Foram os astronautas da Apollo 8 que fizeram o flagrante acima, batizado de o "Nascer da Terra", feito enquanto orbitavam a Lua.

Mais longe

A sonda New Horizons mandou este ano informações que mostraram que Plutão é mais do que um mundo frio e escuro.                 
 Costumávamos pensar que Plutão era um mundo frio, escuro e enfadonho. Mas em 2016, a sonda New Horizons mostrou que estávamos errados.
Esta sonda e outras parecidas permitiram que víssemos, pela primeira vez, os locais mais distantes do Sistema Solar.
E o que vimos nos deixou sem fôlego.
A New Horizons mostrou que Plutão é um mundo fascinante de montanhas e vales gelados, e que sua atmosfera é azul como a da Terra.

Mais claro

O telescópio Hubble fez esta imagem, batizada de HDF, que pela primeira vez mostrou que o espaço profundo é rico em galáxias e nebulosas, que estão a uma distância de dezenas a milhões de anos-luz.                 
 Possivelmente mais do que qualquer telescópio da história recente, o Hubble transformou a compreensão do nosso lugar no Universo.
Com ele, os astrônomos capturaram o Hubble Deep Field (HDF, na sigla em inglês) ou Campo Profundo do Hubble.
A imagem icônica acima revelou que o espaço profundo está repleto de galáxias.
O Hubble também captou imagens dentro dos confins do nosso Sistema Solar.

Mais inteligente

O veículo Curiosity tem revelado detalhes nunca vistos antes da superfície de Marte.                 

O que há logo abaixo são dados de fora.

//! TJS Core - Shared types and cart algebra.
//!
//! This crate provides common types used across all TJS store components:
//! - `storefront` - Public-facing store and cart API
//! - `cli` - Command-line tools for inspecting and editing a saved cart
//!
//! # Architecture
//!
//! The core crate contains only types and pure logic - no I/O, no storage, no
//! HTTP. This keeps it lightweight and allows it to be used anywhere.
//!
//! # Modules
//!
//! - [`types`] - Newtype wrappers for catalog IDs, prices and line kinds
//! - [`cart`] - Cart line items and the add/remove/update/clear algebra
//! - [`catalog`] - Product and recovery kit records
//! - [`pricing`] - Shipping and tax rules for the order summary

#![cfg_attr(not(test), forbid(unsafe_code))]

pub mod cart;
pub mod catalog;
pub mod pricing;
pub mod types;

pub use cart::{Cart, CartLineItem, LineKey, NewCartItem};
pub use catalog::{CatalogProduct, IncludedItem};
pub use pricing::{CartSummary, PricingPolicy};
pub use types::*;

O veículo Curiosity da Nasa revelou a superfície de Marte como nunca se vira antes.
Graças a isso, os cientistas puderam avaliar a chance de haver água na forma líquida - e até vida - na superfície marciana.
Mas o Curiosity não mandou apenas fotografias impressionantes da geografia do Planeta Vermelho. 

O Curiosity fez registros de rochas marcianas com formatos intrigantes, que os cientistas atribuem a erosão.                 
A imagem acima mostra o solo marciano. Este registro permite que os cientistas estudem a composição do planeta.